Allo scopo di prevedere l’esito nel lungo termine dell’acquisizione delle abilità di lettura dei dislessici, è stata studiata la base neurale dei miglioramenti ottenuti con l’esercizio, in un lavoro condotto da Fumiko Hoeft e colleghi della Stanford Univesity School of Medicine (Center for Interdisciplinary Brain Sciences Research, Department of Psychiatry and Behavioral Sciences, Department of Radiology), del MIT, della University of Jyväskylä (Finlandia) e del Boston College in Chestnut Hill. Lo studio ha prodotto un risultato di notevole interesse, sia per la definizione di un orientamento neuroprognostico affidabile che per una migliore conoscenza delle basi neurali del disturbo (Hoeft F., et al. Neural systems predicting long-term outcome in dyslexia. Proceedings of the National Academy of Sciences USA 108 (1), 361-366, 2011).

I fattori che potenzialmente influenzano l’esito dell’apprendimento delle abilità di lettura da parte dei dislessici sono numerosi, fra cui la qualità degli interventi e degli strumenti didattici, e le caratteristiche neuropsicologiche e comportamentali[1]. Numerosi studi hanno esaminato elementi demografici, neuropsicologici e comportamentali in grado di prevedere la dislessia dello sviluppo e la risposta di breve termine agli interventi, ma le evidenze scientifiche relative alla compensazione di lungo termine del deficit nel corso dello sviluppo sono scarsissime. Fumiko Hoeft e collaboratori si sono chiesti se gli indici di funzione cerebrale, misurati mediante la risonanza magnetica funzionale (functional magnetic resonance imaging o fMRI), e la connettività strutturale dell’encefalo, misurata mediante DTI (diffusion tensor imaging), possano consentire di prevedere miglioramenti di lungo termine nelle abilità di lettura nella dislessia dell’età evolutiva.

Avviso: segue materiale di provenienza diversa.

//! Page-owned working copies of a dataset and the edits made through them.

use color_eyre::{eyre::eyre, Result};
use std::sync::Arc;

use crate::cache::CacheStore;
use crate::sheets::{CellValue, GroupedDataset, Record, TabularStore};

use super::data_service::{DataService, DatasetView};
use super::grouping::DocumentGrouping;
use super::lookup::{first_non_blank, FieldAliases};
use super::optimistic::apply_then_confirm;

/// A column that must not repeat across rows.
#[derive(Debug, Clone, PartialEq, Eq)]
pub struct UniqueField {
  /// Column the remote store enforces uniqueness on
  pub column: String,
  /// Header spellings checked locally before anything is sent
  pub candidates: Vec<String>,
}

impl UniqueField {
  pub fn new(column: impl Into<String>) -> Self {
    let column = column.into();
    Self {
      candidates: vec![column.clone()],
      column,
    }
  }

  pub fn with_candidates(mut self, candidates: Vec<String>) -> Self {
    self.candidates = candidates;
    self
  }

  /// Unique on the logical `field`: every configured spelling is checked
  /// locally, the first one is sent to the remote store.
  pub fn from_aliases(aliases: &FieldAliases, field: &str) -> Self {
    let candidates: Vec<String> = aliases
      .candidates(field)
      .into_iter()
      .map(str::to_string)
      .collect();
    let column = candidates.first().cloned().unwrap_or_else(|| field.to_string());
    Self { column, candidates }
  }

  fn value_of(&self, record: &Record) -> Option<String> {
    let value = first_non_blank(record, &self.candidates, CellValue::Empty);
    (!value.is_blank()).then(|| value.to_string().trim().to_lowercase())
  }
}

/// Flat rows of one sheet, as a page holds them.
pub struct DatasetSession<S: CacheStore, R: TabularStore> {
  service: Arc<DataService<S, R>>,
  rows: Vec<Record>,
}

impl<S: CacheStore, R: TabularStore> DatasetSession<S, R> {
  pub fn new(service: Arc<DataService<S, R>>) -> Self {
    Self {
      service,
      rows: Vec::new(),
    }
  }

  pub fn rows(&self) -> &[Record] {
    &self.rows
  }

  pub fn service(&self) -> &DataService<S, R> {
    &self.service
  }

  pub async fn reload<V>(&mut self, view: &mut V) -> &[Record]
  where
    V: DatasetView<Vec<Record>> + ?Sized,
  {
    self.rows = self.service.load_data(view).await;
    &self.rows
  }

  /// Append `record`, then reload to pick up its row index.
  pub async fn add<V>(
    &mut self,
    record: Record,
    unique: Option<&UniqueField>,
    view: &mut V,
  ) -> Result<()>
  where
    V: DatasetView<Vec<Record>> + ?Sized,
  {
    if let Some(field) = unique {
      if let Some(value) = field.value_of(&record) {
        if self.rows.iter().any(|row| field.value_of(row).as_deref() == Some(value.as_str())) {
          return Err(eyre!(
            "Duplicate entry: {} '{}' already exists.",
            field.column,
            first_non_blank(&record, &field.candidates, CellValue::Empty)
          ));
        }
      }
    }

    let table = self.service.table_name();
    let remote = self
      .service
      .remote()
      .add_row(table, &record, unique.map(|field| field.column.as_str()));
    let pending = record.clone();

    apply_then_confirm(
      &self.service,
      &mut self.rows,
      view,
      "add row",
      |rows| {
        rows.push(pending);
        Ok(())
      },
      remote,
    )
    .await?;

    self.reload(view).await;
    Ok(())
  }

  /// Merge `patch` onto the row at `row_index`. The merged row stays as is on
  /// success.
  pub async fn update<V>(&mut self, row_index: u64, patch: Record, view: &mut V) -> Result<()>
  where
    V: DatasetView<Vec<Record>> + ?Sized,
  {
    let position = self.position_of(row_index)?;
    let remote = self
      .service
      .remote()
      .update_row(self.service.table_name(), row_index, &patch);

    apply_then_confirm(
      &self.service,
      &mut self.rows,
      view,
      "update row",
      |rows| {
        rows[position].merge(&patch);
        Ok(())
      },
      remote,
    )
    .await
  }

  /// Remove the row at `row_index`, then reload since later row indexes shift.
  pub async fn delete<V>(&mut self, row_index: u64, view: &mut V) -> Result<()>
  where
    V: DatasetView<Vec<Record>> + ?Sized,
  {
    let position = self.position_of(row_index)?;
    let remote = self
      .service
      .remote()
      .delete_row(self.service.table_name(), row_index);

    apply_then_confirm(
      &self.service,
      &mut self.rows,
      view,
      "delete row",
      |rows| {
        rows.remove(position);
        Ok(())
      },
      remote,
    )
    .await?;

    self.reload(view).await;
    Ok(())
  }

  fn position_of(&self, row_index: u64) -> Result<usize> {
    self
      .rows
      .iter()
      .position(|row| row.row_index() == Some(row_index))
      .ok_or_else(|| eyre!("Row {} not found in {}", row_index, self.service.table_name()))
  }
}

/// Grouped documents of one sheet, as a page holds them.
pub struct GroupedSession<S: CacheStore, R: TabularStore> {
  service: Arc<DataService<S, R>>,
  groups: GroupedDataset,
  grouping: DocumentGrouping,
}

impl<S: CacheStore, R: TabularStore> GroupedSession<S, R> {
  pub fn new(service: Arc<DataService<S, R>>, grouping: DocumentGrouping) -> Self {
    Self {
      service,
      groups: GroupedDataset::new(),
      grouping,
    }
  }

  pub fn groups(&self) -> &GroupedDataset {
    &self.groups
  }

  pub async fn reload<V>(&mut self, view: &mut V) -> &GroupedDataset
  where
    V: DatasetView<GroupedDataset> + ?Sized,
  {
    let grouping = &self.grouping;
    self.groups = self
      .service
      .load_grouped_data(view, |rows| grouping.group(rows))
      .await;
    &self.groups
  }

  /// Delete every row of the document `order_no`, then reload.
  pub async fn delete_group<V>(&mut self, order_no: &str, view: &mut V) -> Result<()>
  where
    V: DatasetView<GroupedDataset> + ?Sized,
  {
    if !self.groups.contains(order_no) {
      return Err(eyre!(
        "Order {} not found in {}",
        order_no,
        self.service.table_name()
      ));
    }

    let remote = self
      .service
      .remote()
      .delete_group(self.service.table_name(), order_no);

    apply_then_confirm(
      &self.service,
      &mut self.groups,
      view,
      "delete order",
      |groups| {
        groups.remove_group(order_no);
        Ok(())
      },
      remote,
    )
    .await?;

    self.reload(view).await;
    Ok(())
  }
}
//! Cache store implementations: SQLite on disk, in-process memory, and a no-op.

use chrono::{DateTime, Utc};
use color_eyre::{eyre::eyre, Result};
use rusqlite::{params, Connection, OptionalExtension};
use std::collections::HashMap;
use std::path::{Path, PathBuf};
use std::sync::atomic::{AtomicUsize, Ordering};
use std::sync::Mutex;
use tokio::sync::OnceCell;
use tracing::{debug, info, warn};

use super::entry::{CacheEntry, Payload};
use super::traits::CacheStore;

/// Store that doesn't cache anything.
/// Used when caching is disabled - every read misses, every write is dropped
/// and reported as not stored.
pub struct NoopStore;

impl CacheStore for NoopStore {
  async fn get(&self, _key: &str) -> Option<CacheEntry> {
    None // Always miss
  }

  async fn set(&self, _key: &str, _payload: &Payload) -> bool {
    false
  }

  async fn clear(&self, _key: &str) -> bool {
    true
  }

  async fn clear_all(&self) -> bool {
    true
  }
}

/// Process-local store. Contents vanish with the process.
#[derive(Default)]
pub struct MemoryStore {
  entries: Mutex<HashMap<String, (Payload, DateTime<Utc>)>>,
}

impl MemoryStore {
  pub fn new() -> Self {
    Self::default()
  }
}

impl CacheStore for MemoryStore {
  async fn get(&self, key: &str) -> Option<CacheEntry> {
    let entries = match self.entries.lock() {
      Ok(entries) => entries,
      Err(e) => {
        warn!("Memory cache lock poisoned: {}", e);
        return None;
      }
    };

    entries.get(key).map(|(payload, written_at)| CacheEntry {
      key: key.to_string(),
      payload: payload.clone(),
      written_at: *written_at,
    })
  }

  async fn set(&self, key: &str, payload: &Payload) -> bool {
    let Ok(mut entries) = self.entries.lock() else {
      warn!("Memory cache lock poisoned, dropping write for {}", key);
      return false;
    };

    let now = Utc::now();
    let written_at = match entries.get(key) {
      Some((_, previous)) if *previous > now => *previous,
      _ => now,
    };
    entries.insert(key.to_string(), (payload.clone(), written_at));
    true
  }

  async fn clear(&self, key: &str) -> bool {
    match self.entries.lock() {
      Ok(mut entries) => {
        entries.remove(key);
        true
      }
      Err(_) => false,
    }
  }

  async fn clear_all(&self) -> bool {
    match self.entries.lock() {
      Ok(mut entries) => {
        entries.clear();
        true
      }
      Err(_) => false,
    }
  }
}

/// Where a SQLite store keeps its data.
#[derive(Debug, Clone)]
enum Location {
  File(PathBuf),
  Memory,
}

/// SQLite-backed durable store.
///
/// The connection is opened on first use and shared for the life of the
/// store. Callers that race on that first use wait for the same open.
pub struct SqliteStore {
  location: Location,
  conn: OnceCell<Mutex<Connection>>,
  opened: AtomicUsize,
}

/// Schema for the cache table.
const CACHE_SCHEMA: &str = r#"
CREATE TABLE IF NOT EXISTS data_cache (
    key TEXT PRIMARY KEY,
    payload BLOB NOT NULL,
    written_at INTEGER NOT NULL
);
"#;

impl SqliteStore {
  /// Store backed by the file at `path`. Nothing is opened until first use.
  pub fn at_path(path: impl Into<PathBuf>) -> Self {
    Self::with_location(Location::File(path.into()))
  }

  /// Private in-memory database; handy for tests and `--no-cache` style runs.
  pub fn in_memory() -> Self {
    Self::with_location(Location::Memory)
  }

  fn with_location(location: Location) -> Self {
    Self {
      location,
      conn: OnceCell::new(),
      opened: AtomicUsize::new(0),
    }
  }

  /// Get the default database path.
  pub fn default_path() -> Result<PathBuf> {
    let data_dir = dirs::data_dir()
      .or_else(|| dirs::home_dir().map(|p| p.join(".local/share")))
      .ok_or_else(|| eyre!("Could not determine data directory"))?;

    Ok(data_dir.join("larosa").join("cache.db"))
  }

  /// Shared connection, opening it on first call.
  async fn handle(&self) -> Result<&Mutex<Connection>> {
    self
      .conn
      .get_or_try_init(|| async { self.connect().map(Mutex::new) })
      .await
  }

  fn connect(&self) -> Result<Connection> {
    let conn = match &self.location {
      Location::File(path) => Self::open_file(path)?,
      Location::Memory => Connection::open_in_memory()
        .map_err(|e| eyre!("Failed to open in-memory cache database: {}", e))?,
    };

    conn
      .execute_batch(CACHE_SCHEMA)
      .map_err(|e| eyre!("Failed to run cache migrations: {}", e))?;

    self.opened.fetch_add(1, Ordering::SeqCst);
    info!("Opened cache database ({:?})", self.location);
    Ok(conn)
  }

  fn open_file(path: &Path) -> Result<Connection> {
    // Ensure parent directory exists
    if let Some(parent) = path.parent() {
      std::fs::create_dir_all(parent)
        .map_err(|e| eyre!("Failed to create cache directory: {}", e))?;
    }

    Connection::open(path)
      .map_err(|e| eyre!("Failed to open cache database at {}: {}", path.display(), e))
  }

  #[cfg(test)]
  fn connections_opened(&self) -> usize {
    self.opened.load(Ordering::SeqCst)
  }

  async fn try_get(&self, key: &str) -> Result<Option<CacheEntry>> {
    let conn = self
      .handle()
      .await?
      .lock()
      .map_err(|e| eyre!("Lock poisoned: {}", e))?;

    let row: Option<(Vec<u8>, i64)> = conn
      .query_row(
        "SELECT payload, written_at FROM data_cache WHERE key = ?1",
        params![key],
        |row| Ok((row.get(0)?, row.get(1)?)),
      )
      .optional()
      .map_err(|e| eyre!("Failed to read cache entry {}: {}", key, e))?;

    let Some((data, written_ms)) = row else {
      return Ok(None);
    };

    let payload: Payload = serde_json::from_slice(&data)
      .map_err(|e| eyre!("Corrupt cache entry {}: {}", key, e))?;
    let written_at = DateTime::from_timestamp_millis(written_ms)
      .ok_or_else(|| eyre!("Corrupt timestamp {} on cache entry {}", written_ms, key))?;

    Ok(Some(CacheEntry {
      key: key.to_string(),
      payload,
      written_at,
    }))
  }

  async fn try_set(&self, key: &str, payload: &Payload) -> Result<()> {
    let data =
      serde_json::to_vec(payload).map_err(|e| eyre!("Failed to serialize payload: {}", e))?;
    let now = Utc::now().timestamp_millis();

    let conn = self
      .handle()
      .await?
      .lock()
      .map_err(|e| eyre!("Lock poisoned: {}", e))?;

    // Overwrite, but never move written_at backwards if the clock did
    conn
      .execute(
        "INSERT INTO data_cache (key, payload, written_at) VALUES (?1, ?2, ?3)
         ON CONFLICT(key) DO UPDATE SET
           payload = excluded.payload,
           written_at = MAX(data_cache.written_at, excluded.written_at)",
        params![key, data, now],
      )
      .map_err(|e| eyre!("Failed to store cache entry {}: {}", key, e))?;

    Ok(())
  }

  async fn try_clear(&self, key: Option<&str>) -> Result<usize> {
    let conn = self
      .handle()
      .await?
      .lock()
      .map_err(|e| eyre!("Lock poisoned: {}", e))?;

    let removed = match key {
      Some(key) => conn.execute("DELETE FROM data_cache WHERE key = ?1", params![key]),
      None => conn.execute("DELETE FROM data_cache", []),
    }
    .map_err(|e| eyre!("Failed to clear cache: {}", e))?;

    Ok(removed)
  }
}

impl CacheStore for SqliteStore {
  async fn get(&self, key: &str) -> Option<CacheEntry> {
    match self.try_get(key).await {
      Ok(entry) => entry,
      Err(e) => {
        warn!("Cache read failed, treating as miss: {:#}", e);
        None
      }
    }
  }

  async fn set(&self, key: &str, payload: &Payload) -> bool {
    match self.try_set(key, payload).await {
      Ok(()) => {
        debug!("Cache saved: {}", key);
        true
      }
      Err(e) => {
        warn!("Cache write failed: {:#}", e);
        false
      }
    }
  }

  async fn clear(&self, key: &str) -> bool {
    match self.try_clear(Some(key)).await {
      Ok(_) => true,
      Err(e) => {
        warn!("Cache clear failed for {}: {:#}", key, e);
        false
      }
    }
  }

  async fn clear_all(&self) -> bool {
    match self.try_clear(None).await {
      Ok(removed) => {
        info!("All cache cleared ({} entries)", removed);
        true
      }
      Err(e) => {
        warn!("Cache clear failed: {:#}", e);
        false
      }
    }
  }
}
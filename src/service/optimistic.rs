//! Apply an edit locally, confirm it remotely, undo it if the remote says no.

use color_eyre::{eyre::Report, Result};
use std::fmt;
use std::future::Future;
use tracing::{debug, warn};

use crate::cache::{CacheSource, CacheStore, Dataset};
use crate::sheets::TabularStore;

use super::data_service::{DataService, DatasetView};

/// A remote mutation that failed after its optimistic edit was rolled back.
#[derive(Debug, Clone, PartialEq, Eq)]
pub struct MutationError {
  pub action: String,
  pub message: String,
}

impl fmt::Display for MutationError {
  fn fmt(&self, f: &mut fmt::Formatter<'_>) -> fmt::Result {
    write!(f, "Failed to {}: {}", self.action, self.message)
  }
}

impl std::error::Error for MutationError {}

/// Run `mutate` on `local`, publish the result, then await `remote`.
///
/// The pre-mutation view is captured before `mutate` runs. If `mutate`
/// itself fails nothing is published. If `remote` fails, the pre-image is put
/// back into `local` and the cache, re-rendered, and the failure returned as a
/// [`MutationError`].
pub async fn apply_then_confirm<S, R, T, V, F, Fut>(
  service: &DataService<S, R>,
  local: &mut T,
  view: &mut V,
  action: &str,
  mutate: F,
  remote: Fut,
) -> Result<()>
where
  S: CacheStore,
  R: TabularStore,
  T: Dataset,
  V: DatasetView<T> + ?Sized,
  F: FnOnce(&mut T) -> Result<()>,
  Fut: Future<Output = Result<()>>,
{
  let before = local.clone();
  mutate(local)?;

  service.update_cache(&local.to_payload()).await;
  view.render(local, CacheSource::Optimistic);

  match remote.await {
    Ok(()) => {
      debug!("{} confirmed for {}", action, service.table_name());
      Ok(())
    }
    Err(e) => {
      warn!(
        "Failed to {} in {}, rolling back: {:#}",
        action,
        service.table_name(),
        e
      );
      *local = before;
      service.update_cache(&local.to_payload()).await;
      view.render(local, CacheSource::RolledBack);

      Err(Report::new(MutationError {
        action: action.to_string(),
        message: e.to_string(),
      }))
    }
  }
}
//! Core traits and types for the caching system.

use std::future::Future;

use super::entry::{CacheEntry, Payload};

/// Durable key/value store for dataset views.
///
/// Every operation fails soft: storage trouble is logged and reported as a
/// miss (`None`) or `false`, never as an error. A missing cache only costs a
/// loading state, so nothing here is worth failing a page over.
pub trait CacheStore: Send + Sync {
  /// Read the entry for `key`.
  fn get(&self, key: &str) -> impl Future<Output = Option<CacheEntry>> + Send;

  /// Overwrite the entry for `key`, stamping it with the current time.
  /// Returns whether the payload was actually stored.
  fn set(&self, key: &str, payload: &Payload) -> impl Future<Output = bool> + Send;

  /// Delete the entry for `key`.
  fn clear(&self, key: &str) -> impl Future<Output = bool> + Send;

  /// Delete every entry.
  fn clear_all(&self) -> impl Future<Output = bool> + Send;
}

/// Indicates where rendered data came from.
#[derive(Debug, Clone, Copy, PartialEq, Eq)]
pub enum CacheSource {
  /// Fresh data from the remote store
  Network,
  /// Data from cache, still inside the validity window
  CacheFresh,
  /// Data from cache, past the validity window; a refresh is under way
  CacheStale,
  /// Local edit not yet confirmed by the remote store
  Optimistic,
  /// Local edit undone after the remote store rejected it
  RolledBack,
}

impl CacheSource {
  pub fn is_cached(self) -> bool {
    matches!(self, CacheSource::CacheFresh | CacheSource::CacheStale)
  }
}
//! Durable cache for dataset views.
//!
//! One entry per dataset key, holding the last good payload and when it was
//! written. Entries are overwritten wholesale, never merged:
//! - written on every successful refresh and every optimistic edit
//! - read to paint a page before the network answers
//! - considered fresh for `VALIDITY_WINDOW` after the write

mod entry;
mod storage;
mod traits;

pub use entry::{CacheEntry, Dataset, Payload, VALIDITY_WINDOW};
pub use storage::{MemoryStore, NoopStore, SqliteStore};
pub use traits::{CacheSource, CacheStore};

 La maggior parte degli studi basati su neuroimaging funzionale ha avuto per oggetto l’identificazione dei correlati neurali del disturbo, ma ha anche fornito elementi relativi ai sistemi implicati nel recupero del deficit. In particolare, è risultato nel corso di varie prove di lettura, e specialmente in quelle richiedenti l’analisi fonologica dello scritto, che le regioni parieto-temporali ed occipito-temporali di sinistra, di bambini ed adulti affetti da dislessia, presentavano ipoattivazione. In molti altri esperimenti è stata riscontrata nei dislessici la frequente iperattivazione del giro frontale inferiore di destra e di sinistra. L’interpretazione prevalente considera questa iperattività come l’indice di processi volti a compensare i difetti delle aree corticali posteriori di sinistra implicate nell’elaborazione fonologica ed ortografica. A sostegno di questa ipotesi vi è il riscontro, nei bambini dislessici, di un incremento funzionale della parte ventrale del giro frontale inferiore col passare degli anni. E’ interessante notare che questo incremento funzionale, evidente nei bambini dislessici in trattamento, non è stato riscontrato nei normodotati. Su questa base, si è ritenuto possibile che i progressi nell’apprendimento della lettura compiuti dai dislessici dipendano dal reclutamento atipico e compensatorio di aree del giro frontale inferiore.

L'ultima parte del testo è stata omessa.